An "affiliated relationships" section was also included, stating that relationships between WWE employees and independent contractors such as talent must also abide by the official policy. Guidelines stipulate that should an executive engage in a relationship, they are to disclose it to Steve Koonin, who is the lead independent director of TKO's Board of Directors.

Experts Weigh In On WWE Consensual Relationship Policy

Several within WWE noted that the policy was the first they had ever heard that addressed consensual relationships in the WWE workplace. In regards to punishment should the policy be violated, no specific consequences were stated, though the policy notes that a violation could result in disciplinary action, which could include the violator having their employment terminated.


The release of the policy prompted reactions from two experts, Fairfield University Professor of Management Dr. Lisa Mainero, and Texas A&M Director of Workplace Lawsuit Program Michael Z. Green. While Mainero wasn't entirely negative on the policy, praising the inclusion of the "affiliated relationships" section, she did take issue with it not addressing hierarchical relationships, a relationship between two employees where one is subordinate to the other.

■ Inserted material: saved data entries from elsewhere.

#![allow(dead_code, unused_imports)]

pub use bundlectl_test_utils::builders;
pub use bundlectl_test_utils::fake_driver::FakeDriver;
pub use bundlectl_test_utils::fake_executor::FakeJobExecutor;
pub use bundlectl_test_utils::harness::{Harness, NAMESPACE};
pub use bundlectl_test_utils::{init_tracing, with_timeout};

use bundlectl::errors::{BundleError, Result};

/// The error of `result`, failing the test on success.
pub fn expect_err<T: std::fmt::Debug>(result: Result<T>) -> BundleError {
    match result {
        Ok(v) => panic!("expected an error, got {v:?}"),
        Err(e) => e,
    }
}
use std::collections::BTreeSet;
use std::time::Duration;

use serde::Deserialize;
use serde_json::Value;

use crate::types::BuildDriver;

pub const DEFAULT_STORAGE_PLUGIN: &str = "filesystem";
pub const DEFAULT_SECRETS_PLUGIN: &str = "filesystem";
pub const DEFAULT_RUNTIME_DRIVER: &str = "docker";

/// User configuration as read from `config.{toml,yaml,yml,json}`.
///
/// ```toml
/// namespace = "dev"
/// verbosity = "debug"
/// default-secrets = "mysecrets"
///
/// [[secrets]]
/// name = "mysecrets"
/// plugin = "filesystem"
/// ```
///
/// Every key is optional.
#[derive(Debug, Clone, Default, Deserialize)]
#[serde(rename_all = "kebab-case", deny_unknown_fields)]
pub struct RawConfigFile {
    /// Namespace used for unqualified installation names.
    #[serde(default)]
    pub namespace: String,

    /// Log level (`error`, `warn`, `info`, `debug`, `trace`).
    #[serde(default)]
    pub verbosity: Option<String>,

    /// Name of an entry in `storage` to use.
    #[serde(default)]
    pub default_storage: Option<String>,

    /// Name of an entry in `secrets` to use.
    #[serde(default)]
    pub default_secrets: Option<String>,

    /// Built-in storage plugin key used when `default-storage` is unset.
    #[serde(default)]
    pub default_storage_plugin: Option<String>,

    /// Built-in secrets plugin key used when `default-secrets` is unset.
    #[serde(default)]
    pub default_secrets_plugin: Option<String>,

    /// Experimental feature flags.
    #[serde(default)]
    pub experimental: Vec<String>,

    #[serde(default)]
    pub build_driver: Option<String>,

    /// Named storage plugin configurations.
    #[serde(default)]
    pub storage: Vec<PluginConfig>,

    /// Named secrets plugin configurations.
    #[serde(default)]
    pub secrets: Vec<PluginConfig>,

    /// Seconds to wait for drivers to stop after an interrupt.
    #[serde(default)]
    pub shutdown_timeout: Option<u64>,

    /// Workflow parallelism; 0 or unset means number of CPUs.
    #[serde(default)]
    pub max_parallel: Option<usize>,

    /// Runtime driver used when none is given on the command line.
    #[serde(default)]
    pub runtime_driver: Option<String>,
}

#[derive(Debug, Clone, PartialEq, Deserialize)]
pub struct PluginConfig {
    pub name: String,
    pub plugin: String,
    #[serde(default)]
    pub config: Value,
}

/// A resolved backend choice: built-in or external plugin key plus its
/// plugin-specific settings.
#[derive(Debug, Clone, PartialEq)]
pub struct PluginSelection {
    pub plugin: String,
    pub config: Value,
}

impl PluginSelection {
    pub fn builtin(plugin: &str) -> Self {
        Self {
            plugin: plugin.to_string(),
            config: Value::Null,
        }
    }
}

/// Validated configuration.
#[derive(Debug, Clone)]
pub struct Config {
    pub namespace: String,
    pub verbosity: Option<tracing::Level>,
    pub storage: PluginSelection,
    pub secrets: PluginSelection,
    pub experimental: BTreeSet<String>,
    pub build_driver: BuildDriver,
    pub shutdown_timeout: Duration,
    pub max_parallel: usize,
    pub runtime_driver: String,
}

impl Default for Config {
    fn default() -> Self {
        Self {
            namespace: String::new(),
            verbosity: None,
            storage: PluginSelection::builtin(DEFAULT_STORAGE_PLUGIN),
            secrets: PluginSelection::builtin(DEFAULT_SECRETS_PLUGIN),
            experimental: BTreeSet::new(),
            build_driver: BuildDriver::default(),
            shutdown_timeout: crate::context::DEFAULT_SHUTDOWN_TIMEOUT,
            max_parallel: 0,
            runtime_driver: DEFAULT_RUNTIME_DRIVER.to_string(),
        }
    }
}

impl Config {
    pub fn is_experimental_enabled(&self, flag: &str) -> bool {
        self.experimental.contains(flag)
    }
}
impl std::fmt::Debug for ActionExecutor {
    fn fmt(&self, f: &mut std::fmt::Formatter<'_>) -> std::fmt::Result {
        f.debug_struct("ActionExecutor")
            .field("drivers", &self.drivers)
            .field("default_driver", &self.default_driver)
            .finish_non_exhaustive()
    }
}

impl ActionExecutor {
    pub fn new(
        storage: Storage,
        resolver: BundleResolver,
        drivers: DriverRegistry,
        default_driver: impl Into<String>,
    ) -> Self {
        Self {
            secrets: SecretResolver::new(storage.clone()),
            storage,
            resolver,
            drivers,
            default_driver: default_driver.into(),
            builder: None,
        }
    }

    pub fn with_builder(mut self, builder: Arc<dyn BundleBuilder>) -> Self {
        self.builder = Some(builder);
        self
    }

    pub fn storage(&self) -> &Storage {
        &self.storage
    }

    pub fn resolver(&self) -> &BundleResolver {
        &self.resolver
    }

    pub fn secrets(&self) -> &SecretResolver {
        &self.secrets
    }

    /// Resolve `action` against `spec` and run it.
    pub async fn execute(
        &self,
        ctx: &Context,
        spec: &InstallationSpec,
        action: &str,
        opts: &ExecuteOptions,
    ) -> Result<ExecutionRecord> {
        let prepared = self.prepare(ctx, spec, action, opts).await?;
        self.execute_prepared(ctx, prepared, opts).await
    }

    /// Steps that must all succeed before anything is written: load the
    /// installation, resolve the bundle, compute parameters and resolve
    /// credentials.
    pub async fn prepare(
        &self,
        ctx: &Context,
        spec: &InstallationSpec,
        action: &str,
        opts: &ExecuteOptions,
    ) -> Result<PreparedAction> {
        let (installation, stored) =
            match self.storage.get_installation(ctx, &spec.namespace, &spec.name).await {
                Ok(mut existing) => {
                    existing.apply_spec(spec.clone());
                    (existing, true)
                }
                Err(e) if e.is_not_found() && action == ACTION_INSTALL => {
                    (Installation::new(spec.clone()), false)
                }
                Err(e) => return Err(e),
            };

        let bundle = self.resolve_bundle(ctx, spec, opts.resolve).await?;
        bundle.definition.action_modifies(action)?;
        let parameters = self
            .resolve_parameters(ctx, spec, &bundle.definition, action, &opts.params)
            .await
            .map_err(|e| e.for_installation(&spec.namespace, &spec.name))?;
        let credentials = self
            .resolve_credentials(ctx, spec, &bundle.definition, action)
            .await
            .map_err(|e| e.for_installation(&spec.namespace, &spec.name))?;

        Ok(PreparedAction {
            installation,
            stored,
            action: action.to_string(),
            bundle,
            parameters,
            credentials,
            bundle_dir: spec.bundle_dir.clone(),
        })
    }

    /// The bundle an installation runs: its workspace build, or the
    /// resolved reference.
    pub async fn resolve_bundle(
        &self,
        ctx: &Context,
        spec: &InstallationSpec,
        opts: ResolveOptions,
    ) -> Result<BundleReference> {
        match &spec.bundle_dir {
            Some(dir) => self.load_workspace(ctx, spec, dir).await,
            None => {
                let reference = spec.bundle.to_reference()?;
                self.resolver.resolve(ctx, &reference, opts).await
            }
        }
    }

    /// Final typed parameters for `action`.
    pub async fn resolve_parameters(
        &self,
        ctx: &Context,
        spec: &InstallationSpec,
        bundle: &Bundle,
        action: &str,
        overrides: &BTreeMap<String, String>,
    ) -> Result<BTreeMap<String, Value>> {
        let mut layers: Vec<Vec<SecretStrategy>> = Vec::new();
        for name in &spec.parameter_sets {
            let set = self
                .storage
                .get_parameter_set(ctx, &spec.namespace, name)
                .await?;
            layers.push(set.parameters);
        }
        layers.push(spec.parameters.clone());
        let strategies = parameters::layer_strategies(layers.iter().map(Vec::as_slice));

        let mut resolved = BTreeMap::new();
        for s in &strategies {
            if bundle
                .parameters
                .get(&s.name)
                .is_some_and(|p| !p.applies_to(action))
            {
                continue;
            }
            resolved.insert(s.name.clone(), self.secrets.resolve(ctx, s).await?);
        }
        parameters::finalize_parameters(bundle, action, &resolved, overrides)
    }

    pub async fn resolve_credentials(
        &self,
        ctx: &Context,
        spec: &InstallationSpec,
        bundle: &Bundle,
        action: &str,
    ) -> Result<BTreeMap<String, String>> {
        let mut layers: Vec<Vec<SecretStrategy>> = Vec::new();
        for name in &spec.credential_sets {
            let set = self
                .storage
                .get_credential_set(ctx, &spec.namespace, name)
                .await?;
            layers.push(set.credentials);
        }
        layers.push(spec.credentials.clone());
        let strategies = parameters::layer_strategies(layers.iter().map(Vec::as_slice));

        let mut resolved = BTreeMap::new();
        for s in &strategies {
            let Some(def) = bundle.credentials.get(&s.name) else {
                debug!(credential = %s.name, bundle = %bundle.name, "ignoring undeclared credential");
                continue;
            };
            if !def.applies_to(action) {
                continue;
            }
            resolved.insert(s.name.clone(), self.secrets.resolve(ctx, s).await?);
        }
        parameters::finalize_credentials(bundle, action, &resolved)
    }

    /// Persist and run a prepared action.
    pub async fn execute_prepared(
        &self,
        ctx: &Context,
        prepared: PreparedAction,
        opts: &ExecuteOptions,
    ) -> Result<ExecutionRecord> {
        ctx.check("execute action")?;
        let PreparedAction {
            mut installation,
            stored,
            action,
            bundle,
            parameters: params,
            credentials,
            bundle_dir,
        } = prepared;
        let namespace = installation.namespace().to_string();
        let name = installation.name().to_string();

        if stored {
            self.check_busy(ctx, &installation, opts.force).await?;
        }
        let driver_name = opts
            .driver
            .clone()
            .unwrap_or_else(|| self.default_driver.clone());
        let driver = self.drivers.get(&driver_name)?;

        if stored {
            self.storage.update_installation(ctx, &mut installation).await?;
        } else {
            self.storage.insert_installation(ctx, &mut installation).await?;
        }

        let mut run = Run::new(
            &installation,
            &action,
            bundle.definition.clone(),
            &bundle.reference.to_string(),
        )?;
        run.parameters = parameters::to_strategies(&bundle.definition, &params)?;
        let run = self.storage.insert_run(ctx, run).await?;

        let running = run.new_result(ResultStatus::Running, "");
        self.storage.insert_result(ctx, &running).await?;
        installation.apply_result(&run, &running);
        self.storage.update_installation(ctx, &mut installation).await?;

        info!(
            %namespace,
            installation = %name,
            run_id = %run.id,
            %action,
            driver = %driver_name,
            bundle = %bundle.reference,
            "executing action"
        );

        let args = ActionArguments {
            namespace: namespace.clone(),
            installation: name.clone(),
            run_id: run.id.clone(),
            action: action.clone(),
            bundle: bundle.definition.clone(),
            bundle_path: bundle_dir,
            params,
            credentials,
            driver: driver_name,
            relocation_map: bundle.relocation_map.clone(),
            allow_docker_host_access: opts.allow_docker_host_access,
        };

        let invoked = {
            let mut invocation = driver.run(ctx, &args);
            tokio::select! {
                out = &mut invocation => out,
                _ = ctx.cancelled() => {
                    warn!(run_id = %run.id, timeout = ?ctx.shutdown_timeout(), "cancelled, waiting for driver to stop");
                    match tokio::time::timeout(ctx.shutdown_timeout(), &mut invocation).await {
                        Ok(out) => out,
                        Err(_) => Err(BundleError::Canceled(format!(
                            "driver did not stop within {:?}",
                            ctx.shutdown_timeout()
                        ))),
                    }
                }
            }
        };

        // Whatever happened, the outcome is recorded.
        let record_ctx = ctx.detached();
        let (status, error, driver_output) = match invoked {
            Ok(out) => match out.error() {
                None => (ResultStatus::Succeeded, None, Some(out)),
                Some(e) => (ResultStatus::Failed, Some(e), Some(out)),
            },
            Err(e @ BundleError::Canceled(_)) => (ResultStatus::Canceled, Some(e), None),
            Err(e) => (ResultStatus::Failed, Some(e), None),
        };
        let message = error.as_ref().map(|e| e.to_string()).unwrap_or_default();
        let mut result = run.new_result(status, message);

        let outputs = match &driver_output {
            Some(out) => collect_outputs(&run, &result, out),
            None => Vec::new(),
        };
        for output in &outputs {
            result.output_metadata.insert(
                output.name.clone(),
                OutputMetadata {
                    content_digest: Some(output.content_digest.clone()),
                    generated_by_bundle: output.generated_by_bundle,
                },
            );
        }
        self.storage.insert_result(&record_ctx, &result).await?;

        let mut output_names = Vec::with_capacity(outputs.len());
        for output in outputs {
            let output_name = output.name.clone();
            match self.storage.insert_output(&record_ctx, output).await {
                Ok(_) => output_names.push(output_name),
                Err(e) if status != ResultStatus::Succeeded => {
                    warn!(run_id = %run.id, output = %output_name, error = %e, "could not save output of failed run");
                }
                Err(e) => return Err(e),
            }
        }

        installation.apply_result(&run, &result);
        self.storage
            .update_installation(&record_ctx, &mut installation)
            .await?;

        match &error {
            None => info!(
                %namespace,
                installation = %name,
                run_id = %run.id,
                result_id = %result.id,
                %action,
                outputs = output_names.len(),
                "action succeeded"
            ),
            Some(e) => error!(
                %namespace,
                installation = %name,
                run_id = %run.id,
                result_id = %result.id,
                %action,
                status = %status,
                error = %e,
                "action did not succeed"
            ),
        }

        let deleted = self
            .maybe_delete(&record_ctx, &installation, &action, status, opts)
            .await?;

        Ok(ExecutionRecord {
            run,
            result,
            outputs: output_names,
            deleted,
            error: error.map(|e| e.for_installation(&namespace, &name)),
        })
    }

    /// `Conflict` when the installation's latest result is still running.
    async fn check_busy(&self, ctx: &Context, installation: &Installation, force: bool) -> Result<()> {
        let last_run = match self
            .storage
            .get_last_run(ctx, installation.namespace(), installation.name())
            .await
        {
            Ok(run) => run,
            Err(e) if e.is_not_found() => return Ok(()),
            Err(e) => return Err(e),
        };
        let query = Query::new()
            .field("runId", last_run.id.as_str())
            .sort_by("-id")
            .limit(1);
        let last = self.storage.find_results(ctx, &query).await?.into_iter().next();
        if last.is_some_and(|r| r.status == ResultStatus::Running) {
            if force {
                warn!(
                    namespace = %installation.namespace(),
                    installation = %installation.name(),
                    run_id = %last_run.id,
                    "last run is still marked running; continuing because of --force"
                );
            } else {
                return Err(BundleError::Conflict(format!(
                    "installation {} is busy: run {} ({}) has not finished",
                    installation.spec.display_name(),
                    last_run.id,
                    last_run.action
                )));
            }
        }
        Ok(())
    }

    async fn maybe_delete(
        &self,
        ctx: &Context,
        installation: &Installation,
        action: &str,
        status: ResultStatus,
        opts: &ExecuteOptions,
    ) -> Result<bool> {
        if action != ACTION_UNINSTALL || !(opts.delete || opts.force_delete) {
            return Ok(false);
        }
        if status != ResultStatus::Succeeded && !opts.force_delete {
            warn!(
                namespace = %installation.namespace(),
                installation = %installation.name(),
                "uninstall did not succeed, keeping the installation record (use --force-delete to remove it anyway)"
            );
            return Ok(false);
        }
        self.storage
            .remove_installation(ctx, installation.namespace(), installation.name())
            .await?;
        Ok(true)
    }

    /// Load `.cnab/bundle.json` from a bundle directory, rebuilding first
    /// when `bundle.yaml` changed since the last build.
    async fn load_workspace(
        &self,
        ctx: &Context,
        spec: &InstallationSpec,
        dir: &Path,
    ) -> Result<BundleReference> {
        let bundle_path = dir.join(WORKSPACE_BUNDLE_FILE);
        let mut bundle = Bundle::from_json(&fs::read_existing(&bundle_path)?)?;

        if is_stale(dir, &bundle)? {
            let Some(builder) = &self.builder else {
                return Err(BundleError::invalid_manifest(format!(
                    "bundle is stale, rebuild required ({} changed since {} was built)",
                    dir.join(MANIFEST_FILE).display(),
                    bundle_path.display()
                )));
            };
            info!(dir = %dir.display(), "manifest changed, rebuilding bundle");
            builder.build(ctx, dir).await?;
            bundle = Bundle::from_json(&fs::read_existing(&bundle_path)?)?;
        }

        let reference = if spec.bundle.is_empty() {
            Reference::parse(&format!(
                "localhost/{}:{}",
                bundle.name.to_ascii_lowercase(),
                bundle.version
            ))?
        } else {
            spec.bundle.to_reference()?
        };
        let relocation_map = match fs::read_existing(&dir.join(".cnab/relocation-mapping.json")) {
            Ok(bytes) => serde_json::from_slice(&bytes)?,
            Err(e) if e.is_not_found() => BTreeMap::new(),
            Err(e) => return Err(e),
        };
        Ok(BundleReference {
            reference,
            digest: bundle.digest()?,
            definition: bundle,
            relocation_map,
        })
    }
}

"This is an 'okay' policy, better than most, but still inadequate," Mainiero said. 

As for Green, he felt certain language in the policy "didn't go far enough," referring to the section discouraging consensual relationships involving WWE executive members.


"'WWE strongly discourages consensual relationships involving any WWE Board Member, or executive team member such as the CEO, President, CFO, Chief Content Officer, Chief Legal Officer, or Chief Human Resources Officer,'" Green said, quoting the policy. "[I]t should say that if any such officer seeks to engage in a consensual relationship with a subordinate or does engage in a purported consensual relationship with a subordinate, the WWE can consider such action as bad judgment warranting cause for immediate termination from the executive position the person holds."